WORK REQUIRED
The full listing should be duplicated word for word.
── INPUT DATA
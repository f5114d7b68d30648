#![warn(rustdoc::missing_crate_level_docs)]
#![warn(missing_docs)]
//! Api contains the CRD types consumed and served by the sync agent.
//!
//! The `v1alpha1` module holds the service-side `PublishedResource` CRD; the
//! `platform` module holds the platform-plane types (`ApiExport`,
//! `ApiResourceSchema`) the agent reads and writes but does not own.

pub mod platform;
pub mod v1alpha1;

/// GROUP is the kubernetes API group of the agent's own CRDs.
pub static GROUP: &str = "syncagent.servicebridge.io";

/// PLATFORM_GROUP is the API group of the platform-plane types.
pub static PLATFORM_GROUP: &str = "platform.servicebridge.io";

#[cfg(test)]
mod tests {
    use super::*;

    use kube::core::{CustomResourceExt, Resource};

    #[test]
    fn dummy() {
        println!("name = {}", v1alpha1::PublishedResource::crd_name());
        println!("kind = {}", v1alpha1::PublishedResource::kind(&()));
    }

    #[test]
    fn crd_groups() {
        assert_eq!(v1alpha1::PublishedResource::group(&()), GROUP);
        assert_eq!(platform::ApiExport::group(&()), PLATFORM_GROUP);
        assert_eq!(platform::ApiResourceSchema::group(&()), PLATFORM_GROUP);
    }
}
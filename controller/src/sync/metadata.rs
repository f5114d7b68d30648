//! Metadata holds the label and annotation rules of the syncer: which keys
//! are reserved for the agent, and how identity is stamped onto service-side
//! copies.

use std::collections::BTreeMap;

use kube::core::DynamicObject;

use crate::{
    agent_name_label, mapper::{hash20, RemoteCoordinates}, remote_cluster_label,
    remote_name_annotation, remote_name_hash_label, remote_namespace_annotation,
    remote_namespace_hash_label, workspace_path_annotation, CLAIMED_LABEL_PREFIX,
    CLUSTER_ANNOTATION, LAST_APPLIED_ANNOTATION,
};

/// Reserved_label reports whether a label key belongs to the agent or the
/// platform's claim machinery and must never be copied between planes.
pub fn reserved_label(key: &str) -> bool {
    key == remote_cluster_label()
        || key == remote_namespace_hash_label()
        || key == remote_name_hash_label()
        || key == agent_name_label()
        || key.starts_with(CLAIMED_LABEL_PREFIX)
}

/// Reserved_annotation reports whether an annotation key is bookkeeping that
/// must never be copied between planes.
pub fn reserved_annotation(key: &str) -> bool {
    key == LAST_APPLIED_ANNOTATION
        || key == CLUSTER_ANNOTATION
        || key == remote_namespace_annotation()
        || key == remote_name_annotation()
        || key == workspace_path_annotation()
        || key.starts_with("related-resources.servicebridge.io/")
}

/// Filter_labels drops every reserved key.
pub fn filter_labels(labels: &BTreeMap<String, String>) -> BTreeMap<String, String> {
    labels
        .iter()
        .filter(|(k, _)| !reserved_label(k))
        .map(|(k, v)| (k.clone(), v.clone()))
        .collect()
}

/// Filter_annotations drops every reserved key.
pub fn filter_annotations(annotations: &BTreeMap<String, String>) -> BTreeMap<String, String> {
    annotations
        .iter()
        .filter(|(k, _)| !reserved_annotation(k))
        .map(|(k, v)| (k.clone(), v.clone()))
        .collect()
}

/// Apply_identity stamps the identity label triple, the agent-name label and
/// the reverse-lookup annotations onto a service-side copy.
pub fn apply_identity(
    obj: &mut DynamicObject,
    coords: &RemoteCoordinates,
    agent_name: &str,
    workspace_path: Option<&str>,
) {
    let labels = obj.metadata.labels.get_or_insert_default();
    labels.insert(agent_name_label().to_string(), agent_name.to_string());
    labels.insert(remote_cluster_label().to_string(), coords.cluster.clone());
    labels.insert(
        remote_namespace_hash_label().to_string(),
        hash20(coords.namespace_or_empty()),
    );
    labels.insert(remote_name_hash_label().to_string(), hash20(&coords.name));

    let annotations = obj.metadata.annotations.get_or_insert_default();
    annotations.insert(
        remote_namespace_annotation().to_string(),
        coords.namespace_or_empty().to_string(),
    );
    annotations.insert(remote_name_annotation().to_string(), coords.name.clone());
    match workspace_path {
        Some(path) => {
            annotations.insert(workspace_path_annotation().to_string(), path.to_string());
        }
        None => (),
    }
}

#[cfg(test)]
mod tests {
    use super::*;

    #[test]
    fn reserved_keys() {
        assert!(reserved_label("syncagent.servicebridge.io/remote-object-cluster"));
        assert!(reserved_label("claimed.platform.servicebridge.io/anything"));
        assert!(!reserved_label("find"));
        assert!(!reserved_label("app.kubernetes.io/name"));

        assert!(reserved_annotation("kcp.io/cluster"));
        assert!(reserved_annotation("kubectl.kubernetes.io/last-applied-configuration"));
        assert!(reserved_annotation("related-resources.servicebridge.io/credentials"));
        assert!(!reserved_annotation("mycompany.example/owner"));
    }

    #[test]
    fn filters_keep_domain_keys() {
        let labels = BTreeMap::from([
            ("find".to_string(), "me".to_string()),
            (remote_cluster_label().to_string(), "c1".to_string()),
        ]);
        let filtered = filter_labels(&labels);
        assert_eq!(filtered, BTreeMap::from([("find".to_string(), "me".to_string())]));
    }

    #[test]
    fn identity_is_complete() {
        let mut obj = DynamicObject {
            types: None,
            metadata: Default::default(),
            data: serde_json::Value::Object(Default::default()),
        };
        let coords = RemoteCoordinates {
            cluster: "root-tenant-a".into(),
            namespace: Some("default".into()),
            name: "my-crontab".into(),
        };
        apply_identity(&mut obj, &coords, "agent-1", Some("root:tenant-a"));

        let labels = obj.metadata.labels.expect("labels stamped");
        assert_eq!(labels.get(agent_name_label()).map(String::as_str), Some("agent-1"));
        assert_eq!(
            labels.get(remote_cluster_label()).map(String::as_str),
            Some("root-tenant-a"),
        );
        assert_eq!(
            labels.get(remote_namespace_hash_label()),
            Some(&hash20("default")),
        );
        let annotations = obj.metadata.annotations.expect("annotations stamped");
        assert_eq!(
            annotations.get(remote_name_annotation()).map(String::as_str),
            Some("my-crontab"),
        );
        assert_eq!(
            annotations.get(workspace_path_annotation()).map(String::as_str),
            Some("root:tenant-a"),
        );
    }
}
────
SOLUTION TO THIS TASK
repository f5114d7b68d30648
#![warn(rustdoc::missing_crate_level_docs)]
#![warn(missing_docs)]
//! Api contains the CRD types consumed and served by the sync agent.
//!
//! The `v1alpha1` module holds the service-side `PublishedResource` CRD; the
//! `platform` module holds the platform-plane types (`ApiExport`,
//! `ApiResourceSchema`) the agent reads and writes but does not own.

pub mod platform;
pub mod v1alpha1;

/// GROUP is the kubernetes API group of the agent's own CRDs.
pub static GROUP: &str = "syncagent.servicebridge.io";

/// PLATFORM_GROUP is the API group of the platform-plane types.
pub static PLATFORM_GROUP: &str = "platform.servicebridge.io";

#[cfg(test)]
mod tests {
    use super::*;

    use kube::core::{CustomResourceExt, Resource};

    #[test]
    fn dummy() {
        println!("name = {}", v1alpha1::PublishedResource::crd_name());
        println!("kind = {}", v1alpha1::PublishedResource::kind(&()));
    }

    #[test]
    fn crd_groups() {
        assert_eq!(v1alpha1::PublishedResource::group(&()), GROUP);
        assert_eq!(platform::ApiExport::group(&()), PLATFORM_GROUP);
        assert_eq!(platform::ApiResourceSchema::group(&()), PLATFORM_GROUP);
    }
}
filename controller/src/sync/metadata.rs
repository f5114d7b68d30648
//! Metadata holds the label and annotation rules of the syncer: which keys
//! are reserved for the agent, and how identity is stamped onto service-side
//! copies.

use std::collections::BTreeMap;

use kube::core::DynamicObject;

use crate::{
    agent_name_label, mapper::{hash20, RemoteCoordinates}, remote_cluster_label,
    remote_name_annotation, remote_name_hash_label, remote_namespace_annotation,
    remote_namespace_hash_label, workspace_path_annotation, CLAIMED_LABEL_PREFIX,
    CLUSTER_ANNOTATION, LAST_APPLIED_ANNOTATION,
};

/// Reserved_label reports whether a label key belongs to the agent or the
/// platform's claim machinery and must never be copied between planes.
pub fn reserved_label(key: &str) -> bool {
    key == remote_cluster_label()
        || key == remote_namespace_hash_label()
        || key == remote_name_hash_label()
        || key == agent_name_label()
        || key.starts_with(CLAIMED_LABEL_PREFIX)
}

/// Reserved_annotation reports whether an annotation key is bookkeeping that
/// must never be copied between planes.
pub fn reserved_annotation(key: &str) -> bool {
    key == LAST_APPLIED_ANNOTATION
        || key == CLUSTER_ANNOTATION
        || key == remote_namespace_annotation()
        || key == remote_name_annotation()
        || key == workspace_path_annotation()
        || key.starts_with("related-resources.servicebridge.io/")
}

/// Filter_labels drops every reserved key.
pub fn filter_labels(labels: &BTreeMap<String, String>) -> BTreeMap<String, String> {
    labels
        .iter()
        .filter(|(k, _)| !reserved_label(k))
        .map(|(k, v)| (k.clone(), v.clone()))
        .collect()
}

/// Filter_annotations drops every reserved key.
pub fn filter_annotations(annotations: &BTreeMap<String, String>) -> BTreeMap<String, String> {
    annotations
        .iter()
        .filter(|(k, _)| !reserved_annotation(k))
        .map(|(k, v)| (k.clone(), v.clone()))
        .collect()
}

/// Apply_identity stamps the identity label triple, the agent-name label and
/// the reverse-lookup annotations onto a service-side copy.
pub fn apply_identity(
    obj: &mut DynamicObject,
    coords: &RemoteCoordinates,
    agent_name: &str,
    workspace_path: Option<&str>,
) {
    let labels = obj.metadata.labels.get_or_insert_default();
    labels.insert(agent_name_label().to_string(), agent_name.to_string());
    labels.insert(remote_cluster_label().to_string(), coords.cluster.clone());
    labels.insert(
        remote_namespace_hash_label().to_string(),
        hash20(coords.namespace_or_empty()),
    );
    labels.insert(remote_name_hash_label().to_string(), hash20(&coords.name));

    let annotations = obj.metadata.annotations.get_or_insert_default();
    annotations.insert(
        remote_namespace_annotation().to_string(),
        coords.namespace_or_empty().to_string(),
    );
    annotations.insert(remote_name_annotation().to_string(), coords.name.clone());
    match workspace_path {
        Some(path) => {
            annotations.insert(workspace_path_annotation().to_string(), path.to_string());
        }
        None => (),
    }
}

#[cfg(test)]
mod tests {
    use super::*;

    #[test]
    fn reserved_keys() {
        assert!(reserved_label("syncagent.servicebridge.io/remote-object-cluster"));
        assert!(reserved_label("claimed.platform.servicebridge.io/anything"));
        assert!(!reserved_label("find"));
        assert!(!reserved_label("app.kubernetes.io/name"));

        assert!(reserved_annotation("kcp.io/cluster"));
        assert!(reserved_annotation("kubectl.kubernetes.io/last-applied-configuration"));
        assert!(reserved_annotation("related-resources.servicebridge.io/credentials"));
        assert!(!reserved_annotation("mycompany.example/owner"));
    }

    #[test]
    fn filters_keep_domain_keys() {
        let labels = BTreeMap::from([
            ("find".to_string(), "me".to_string()),
            (remote_cluster_label().to_string(), "c1".to_string()),
        ]);
        let filtered = filter_labels(&labels);
        assert_eq!(filtered, BTreeMap::from([("find".to_string(), "me".to_string())]));
    }

    #[test]
    fn identity_is_complete() {
        let mut obj = DynamicObject {
            types: None,
            metadata: Default::default(),
            data: serde_json::Value::Object(Default::default()),
        };
        let coords = RemoteCoordinates {
            cluster: "root-tenant-a".into(),
            namespace: Some("default".into()),
            name: "my-crontab".into(),
        };
        apply_identity(&mut obj, &coords, "agent-1", Some("root:tenant-a"));

        let labels = obj.metadata.labels.expect("labels stamped");
        assert_eq!(labels.get(agent_name_label()).map(String::as_str), Some("agent-1"));
        assert_eq!(
            labels.get(remote_cluster_label()).map(String::as_str),
            Some("root-tenant-a"),
        );
        assert_eq!(
            labels.get(remote_namespace_hash_label()),
            Some(&hash20("default")),
        );
        let annotations = obj.metadata.annotations.expect("annotations stamped");
        assert_eq!(
            annotations.get(remote_name_annotation()).map(String::as_str),
            Some("my-crontab"),
        );
        assert_eq!(
            annotations.get(workspace_path_annotation()).map(String::as_str),
            Some("root:tenant-a"),
        );
    }
}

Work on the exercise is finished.